Affordable housing, it’s a hot-button issue in Rochester and something so many struggles with on a daily basis, medical experts from across the nation were addressing the topic in a way we don’t always think about –from a health perspective.
“When people don’t have housing, when they don’t have a place to call home when they don’t have a place to lay their head, number one, their stress levels go through the roof,” said Dave Dunn, executive director at Olmsted County Housing and Redevelopment Authority.
In the past five years, 5,000 housing units were built in Olmsted County, but only 10 percent are considered “affordable.”
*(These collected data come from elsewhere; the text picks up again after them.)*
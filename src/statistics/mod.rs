//! Running moments for streaming data
//!
//! Welford-style accumulation of count, mean and squared deviations in a
//! single pass with constant memory.
//!
//! # Example
//!
//! ```
//! use onepass::statistics::{RunningMoments, VarianceMode};
//!
//! let mut moments = RunningMoments::new();
//!
//! for value in [1.0, 2.0, 3.0, 4.0, 5.0] {
//!     moments.add(value);
//! }
//!
//! assert_eq!(moments.mean(), 3.0);
//! assert_eq!(moments.variance(VarianceMode::Sample), 2.5);
//! ```

mod moments;

pub use moments::{RunningMoments, VarianceMode};
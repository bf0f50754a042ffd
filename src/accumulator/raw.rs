use chrono::NaiveDateTime;
use ndarray::ArrayD;
use serde::{Deserialize, Serialize};

use crate::bits;

/// One received time step, kept verbatim
#[derive(Clone, Debug, PartialEq, Serialize, Deserialize)]
pub struct RawEntry {
    pub timestamp: NaiveDateTime,
    #[serde(with = "bits::array")]
    pub values: ArrayD<f64>,
}

/// Ordered copies of every increment in the bucket
#[derive(Clone, Debug, Default, PartialEq, Serialize, Deserialize)]
pub(crate) struct RawState {
    entries: Vec<RawEntry>,
}

impl RawState {
    pub fn init(&mut self) {
        self.entries.clear();
    }

    pub fn reserve(&mut self, increments: usize) {
        self.entries.reserve(increments.saturating_sub(self.entries.len()));
    }

    pub fn update(&mut self, values: &ArrayD<f64>, timestamp: NaiveDateTime) {
        self.entries.push(RawEntry {
            timestamp,
            values: values.clone(),
        });
    }

    pub fn finalize(&self) -> Vec<RawEntry> {
        self.entries.clone()
    }
}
“Having poor quality or unstable housing is one of the most potent forms of toxic stress, so what we’re finding is that it really is directly negatively affecting the well-being of people who are living in low-quality housing or have to move often,” said Dr. Douglas Jutte, who’s been studying health as it relates to housing, for years.
“We’ve seen more and more that your zip code, your health depends on your zip code,” Dunn said.
At Mayo’s Transform Conference, Dr. Jutte talked about how health happens in neighborhoods.
“Things like housing, things like access to a park, like grocery stores, good transportation, decent jobs, how are the schools,” Dr. Jutte said.
“How do we help an area holistically with the physical improvements and looking at the people inside,” Dunn said, explaining it’s something the OCHRA has been incorporating.
Dr. Jutte said despite appearances, affordable housing is a great investment.
“There are lots – billions, trillions of dollars being spent on medical care for avoidable, chronic diseases. Some of that money could be spent to help keep people healthy in the first place,” he said.